If that happens you'll need to pick through what's posted for the info most useful to your situation.


> While the plants look very healthy, I think I need to up grade my lighting. I have only 18'' florecent lights.


My questions:
Are the lights 18" long on your 55G? Is that the tank you are concerned about?
Is your lighting one strip in the middle or two strips with one on each half of the tank? 
Does the fixture hold a single bulb, dual bulbs?
 
Alicem


----------



## phishes (May 17, 2005)

Thanks Alicem 

I was using a plant 18'' florecents. I'm not so worried about the 10g, because it is not deep. The 55g had the 18'', but I found a 4' fixture I had bought from someone along time ago. He used it in a planted tank, so I think it would be fine. It has 2 florecent tubes.
Now I did a water change the other day and noticed some hygro roots floating in the water. Is this how that plant reproduces? I planted one in the sand to see. 
Also, I have noticed brown algae on the leaves on the plants. I thought plants were good to keep algae away? Espacially if my nitrates are low. It happened a day after adding the 4' lighting. 
The swords are really growing, so maybe I shouldn't worry? 
I am going to get java moss and horwort soon.


----------



## alicem (Jul 26, 2007)

Plants will help with nitrates, algae and green water but there are other factors we need to consider.

Do you have fish in your 55G ? Is the tank new, for example: a few months old?

The brown algae usually is the first to show up in a new tank. 
It turns to green algae in a while.
This is a natural thing that happens to new tanks.

Your 4' lighting is a good idea.
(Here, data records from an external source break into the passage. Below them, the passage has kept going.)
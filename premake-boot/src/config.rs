//! Configuration types for `premake-boot.toml`.
//!
//! The file is optional. Every field has a default, so a workspace without a
//! config file gets the conventional `.bin` / `.build` / `src` layout and the
//! pinned Premake release.

use serde::Deserialize;
use std::path::{Path, PathBuf};

/// Name of the config file looked up in the workspace root.
pub const CONFIG_FILE: &str = "premake-boot.toml";

/// Root configuration.
#[derive(Debug, Clone, Deserialize)]
#[serde(default, deny_unknown_fields)]
pub struct Config {
    /// Binary output directory (Premake `targetdir` root).
    pub bin_dir: String,
    /// Intermediate build directory. Holds Premake's project files and the
    /// downloaded Premake binary.
    pub build_dir: String,
    /// Directory whose immediate subdirectories are projects.
    pub projects_root: String,
    /// Build-description file written on the first run.
    pub output: PathBuf,
    /// Premake action passed on the command line.
    pub action: String,
    pub premake: PremakeConfig,
}

impl Default for Config {
    fn default() -> Self {
        Self {
            bin_dir: ".bin".to_string(),
            build_dir: ".build".to_string(),
            projects_root: "src".to_string(),
            output: PathBuf::from("premake5.lua"),
            action: "vs2022".to_string(),
            premake: PremakeConfig::default(),
        }
    }
}

/// Where Premake comes from.
#[derive(Debug, Clone, Deserialize)]
#[serde(default, deny_unknown_fields)]
pub struct PremakeConfig {
    /// File name searched on `PATH` and extracted from the release archive.
    pub executable: String,
    /// Release archive (ZIP) downloaded when the executable is not found.
    pub url: String,
}

impl Default for PremakeConfig {
    fn default() -> Self {
        Self {
            executable: "premake5.exe".to_string(),
            url: "https://github.com/premake/premake-core/releases/download/v5.0.0-beta2/premake-5.0.0-beta2-windows.zip".to_string(),
        }
    }
}

/// Load and parse a `premake-boot.toml` configuration file.
pub fn load_config(path: &Path) -> anyhow::Result<Config> {
    let content = std::fs::read_to_string(path)
        .map_err(|e| anyhow::anyhow!("failed to read config file {}: {}", path.display(), e))?;
    let config: Config = toml::from_str(&content)
        .map_err(|e| anyhow::anyhow!("failed to parse config file {}: {}", path.display(), e))?;
    Ok(config)
}

/// Load `path` if it exists, otherwise fall back to [`Config::default`].
pub fn load_or_default(path: &Path) -> anyhow::Result<Config> {
    if path.is_file() {
        load_config(path)
    } else {
        Ok(Config::default())
    }
}
//! `.gitignore` maintenance for the generated output directories.

use std::path::Path;

use anyhow::{Context, Result};
use tracing::info;

use crate::config::Config;

/// Ignore file looked up in the workspace root.
pub const GITIGNORE: &str = ".gitignore";

/// Comment line placed above the appended entries.
pub const HEADER: &str = "# Premake generated folders";

/// Append the output directories to `root/.gitignore` when they are not
/// already listed as whole lines.
///
/// Does nothing if there is no `.gitignore`. Returns the entries that were
/// appended; an empty list means the file was not written.
pub fn modify_gitignore(root: &Path, cfg: &Config) -> Result<Vec<String>> {
    let path = root.join(GITIGNORE);
    if !path.is_file() {
        return Ok(Vec::new());
    }

    let content = std::fs::read_to_string(&path)
        .with_context(|| format!("reading {}", path.display()))?;

    let missing = missing_entries(&content, &[cfg.bin_dir.as_str(), cfg.build_dir.as_str()]);
    if missing.is_empty() {
        return Ok(missing);
    }

    std::fs::write(&path, append_block(&content, &missing))
        .with_context(|| format!("writing {}", path.display()))?;

    info!(
        file = %path.display(),
        added = %missing.join(", "),
        "modified .gitignore"
    );
    Ok(missing)
}

/// Entries from `wanted` that have no exact line match in `content`.
fn missing_entries(content: &str, wanted: &[&str]) -> Vec<String> {
    wanted
        .iter()
        .filter(|entry| !content.lines().any(|line| line == **entry))
        .map(|entry| entry.to_string())
        .collect()
}

/// `content` followed by a blank line, the header and one line per entry.
fn append_block(content: &str, entries: &[String]) -> String {
    let mut out = String::with_capacity(content.len() + 64);
    out.push_str(content);
    if !content.is_empty() && !content.ends_with('\n') {
        out.push('\n');
    }
    out.push('\n');
    out.push_str(HEADER);
    out.push('\n');
    for entry in entries {
        out.push_str(entry);
        out.push('\n');
    }
    out
}
//! premake-boot: first-run configuration of a Premake C/C++ workspace.
//!
//! Infers a solution from the directory layout, writes `premake5.lua` once,
//! keeps the generated folders out of `.gitignore`, makes sure a Premake
//! binary is available (downloading the pinned release if needed) and runs it.
//!
//! # Quick start
//!
//! ```no_run
//! use std::path::Path;
//!
//! // Same as running `premake-boot` in the workspace directory.
//! let status = premake_boot::run(Path::new("."), None, None).unwrap();
//! std::process::exit(status.code().unwrap_or(1));
//! ```
//!
//! Or stop before Premake runs, with a custom tool resolver:
//!
//! ```no_run
//! use std::path::Path;
//! use premake_boot::{config::Config, tool::PremakeInstaller};
//!
//! let root = Path::new(".");
//! let cfg = Config::default();
//! let boot = premake_boot::bootstrap(root, &cfg, &PremakeInstaller::new(root, &cfg)).unwrap();
//! println!("premake at {}", boot.tool.display());
//! ```

use std::path::{Path, PathBuf};
use std::process::{Command, ExitStatus};

use anyhow::{Context, Result};
use tracing::{debug, info};

pub mod config;
pub mod gitignore;
pub mod layout;
pub mod paths;
pub mod project;
pub mod tool;
pub mod workspace;

use config::Config;
use tool::ToolResolver;

/// Outcome of [`bootstrap`].
#[derive(Debug, Clone)]
pub struct Bootstrap {
    /// Premake executable, in host path conventions.
    pub tool: PathBuf,
    /// The build description Premake will read.
    pub build_description: PathBuf,
    /// `false` when an existing build description was kept.
    pub generated: bool,
}

/// Run everything up to, but not including, Premake itself.
///
/// 1. create the output directories;
/// 2. add them to `.gitignore`;
/// 3. resolve the Premake executable through `resolver`;
/// 4. write the build description unless it already exists.
pub fn bootstrap(root: &Path, cfg: &Config, resolver: &dyn ToolResolver) -> Result<Bootstrap> {
    layout::check_folders(root, cfg)?;
    gitignore::modify_gitignore(root, cfg)?;

    let tool = resolver.resolve().context("locating premake")?;
    let tool = paths::host_path(&tool);
    info!(path = %tool.display(), "using premake");

    let build_description = root.join(&cfg.output);
    let generated = if build_description.exists() {
        debug!(
            path = %build_description.display(),
            "build description exists, leaving it untouched"
        );
        false
    } else {
        workspace::generate_premake_file(root, cfg)?;
        true
    };

    Ok(Bootstrap {
        tool,
        build_description,
        generated,
    })
}

/// Run `tool <action>` in `root` and wait for it to exit.
pub fn invoke_tool(root: &Path, tool: &Path, action: &str) -> Result<ExitStatus> {
    info!(tool = %tool.display(), action, "running premake");
    let status = Command::new(tool)
        .arg(action)
        .current_dir(root)
        .status()
        .with_context(|| format!("launching {}", tool.display()))?;
    debug!(%status, "premake exited");
    Ok(status)
}

/// Run the full first-run pipeline for the workspace at `root` and return
/// Premake's exit status.
///
/// `config_path` defaults to `root/premake-boot.toml`; a missing file means
/// default settings. `action` overrides the configured Premake action.
pub fn run(root: &Path, config_path: Option<&Path>, action: Option<&str>) -> Result<ExitStatus> {
    let root = root
        .canonicalize()
        .with_context(|| format!("resolving workspace {}", root.display()))?;

    let cfg = match config_path {
        Some(p) => config::load_config(p)
            .with_context(|| format!("loading config from {}", p.display()))?,
        None => config::load_or_default(&root.join(config::CONFIG_FILE))?,
    };

    let installer = tool::PremakeInstaller::new(&root, &cfg);
    let boot = bootstrap(&root, &cfg, &installer)?;
    if !boot.generated {
        info!(
            path = %boot.build_description.display(),
            "keeping existing build description"
        );
    }

    invoke_tool(&root, &boot.tool, action.unwrap_or(&cfg.action))
}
It will shine light all the way across the tank.
Your bulbs are probably 40w x 2 = 80w/55G, so that's fine, especially if the swords are happy.
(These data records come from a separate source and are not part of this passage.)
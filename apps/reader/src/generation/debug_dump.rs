//! Opt-in recording of every prompt sent and every reply parsed, for
//! inspecting generator behaviour after the fact.
//!
//! Files: `{slug}_{kind}_PROMPT_{ts}.txt` and `{slug}_{kind}_{ts}.json`.

use std::path::PathBuf;

use chrono::Local;
use serde::Serialize;
use tracing::{debug, warn};

#[derive(Debug, Clone, Default)]
pub struct DebugDump {
    dir: Option<PathBuf>,
}

impl DebugDump {
    pub fn new(dir: Option<PathBuf>) -> Self {
        Self { dir }
    }

    pub fn disabled() -> Self {
        Self { dir: None }
    }

    pub fn is_enabled(&self) -> bool {
        self.dir.is_some()
    }

    pub fn prompt(&self, kind: &str, slug: &str, prompt: &str) {
        self.write(format!("{slug}_{kind}_PROMPT_{}.txt", timestamp()), prompt.as_bytes());
    }

    pub fn reply<T: Serialize + ?Sized>(&self, kind: &str, slug: &str, reply: &T) {
        if self.dir.is_none() {
            return;
        }
        match serde_json::to_vec_pretty(reply) {
            Ok(json) => self.write(format!("{slug}_{kind}_{}.json", timestamp()), &json),
            Err(e) => warn!("debug dump: could not serialize {kind} reply: {e}"),
        }
    }

    /// Never fails the caller; problems are logged.
    fn write(&self, name: String, contents: &[u8]) {
        let Some(dir) = &self.dir else { return };
        let path = dir.join(name);
        let result = std::fs::create_dir_all(dir).and_then(|_| std::fs::write(&path, contents));
        match result {
            Ok(()) => debug!("debug dump: saved {}", path.display()),
            Err(e) => warn!("debug dump: failed to write {}: {e}", path.display()),
        }
    }
}

fn timestamp() -> String {
    Local::now().format("%Y%m%d_%H%M%S").to_string()
}

#[cfg(test)]
mod tests {
    use super::*;

    fn names(dir: &std::path::Path) -> Vec<String> {
        let mut names: Vec<String> = std::fs::read_dir(dir)
            .unwrap()
            .map(|e| e.unwrap().file_name().to_string_lossy().into_owned())
            .collect();
        names.sort();
        names
    }

    #[test]
    fn test_writes_prompt_and_reply() {
        let dir = tempfile::tempdir().unwrap();
        let dump = DebugDump::new(Some(dir.path().to_path_buf()));
        dump.prompt("story", "umi", "prompt text");
        dump.reply("story", "umi", &serde_json::json!({"title": "海"}));

        let names = names(dir.path());
        assert_eq!(names.len(), 2);
        assert!(names[0].starts_with("umi_story_") && names[0].ends_with(".json"));
        assert!(names[1].starts_with("umi_story_PROMPT_") && names[1].ends_with(".txt"));
    }

    #[test]
    fn test_disabled_writes_nothing() {
        let dump = DebugDump::disabled();
        assert!(!dump.is_enabled());
        dump.prompt("story", "umi", "x");
    }

    #[test]
    fn test_unwritable_dir_does_not_panic() {
        let file = tempfile::NamedTempFile::new().unwrap();
        // A regular file cannot be used as a directory.
        let dump = DebugDump::new(Some(file.path().join("sub")));
        dump.prompt("split", "umi", "x");
        dump.reply("split", "umi", &vec![1, 2, 3]);
    }
}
Are the bulbs new? Bulbs should be replaced every 9 mo. to 1 year. 
Even tho the bulbs still shine, they loose the proper output that the plants need from the light after too long and algae will grow instead.

Keep you lights on for no more than 8 hours.

You might consider getting a bristle nose (bushy nose) algae eater(ancistrus).
BNs are indespensible when it comes to reducing algae on the decorations and slow growing plants. 
They also appreciate some driftwood, which helps them with digestion, kinda like fiber helps us. :thumb:
hth answer some of your questions,
 
Alicem


----------



## JWerner2 (Jul 7, 2008)

Man I get so angry when these shops sell these bog plants as aquatics! :x


----------



## phishes (May 17, 2005)

alicem said:


> Plants will help with nitrates, algae and green water but there are other factors we need to consider.
> 
> Do you have fish in your 55G ? Is the tank new, for example: a few months old?
> 
> ...


The 55g has been running for a good 6 years now. 
My stock is:
3X swordtails
1X 4'' firemouth
1X 5'' salvini
1X 6'' convict

I don't know what kind of bulb are in there, but it sounds like they should be replaced. I am getting drift wood, and going to try and attach the moss to it by using fishing line.

Thanks again!


----------



## alicem (Jul 26, 2007)

You're welcome  
If I may add one more thing... you might want to consider putting your light on a timer.
Set the timer to cycle on and off twice, allowing a "siesta" during the middle of the day. 
For example:

Set the timer to go on for 4 hours in the morning, so you can feed the fish and enjoy them for a while.
Then the timer can shut off the light for a period, like while your at work or school.
Then the light can come back on in the afternoon/evening again for 4 or so hours.
During that time you can feed and enjoy your tank while you're home in the evening.

By cycling the light it possibly throws the algae off so it doesn't grow as well. 
The plants _that you want to grow _will have the 4 hour "light on" time that's required for photosynthesis.

Best of luck,
Alicem


----------



## phishes (May 17, 2005)

I have reduced the light to 8 hours, so I think that will help. A timer is a great idea. I'm not sure if I should get a pleco. I do have a clown pleco in my 10g. I have 13 baby sword tails in there as well, and I have no algae at all. The adult swordtails in the 55g seem to be enoying the algae on the plant leaves, so maybe they are helping too.


----------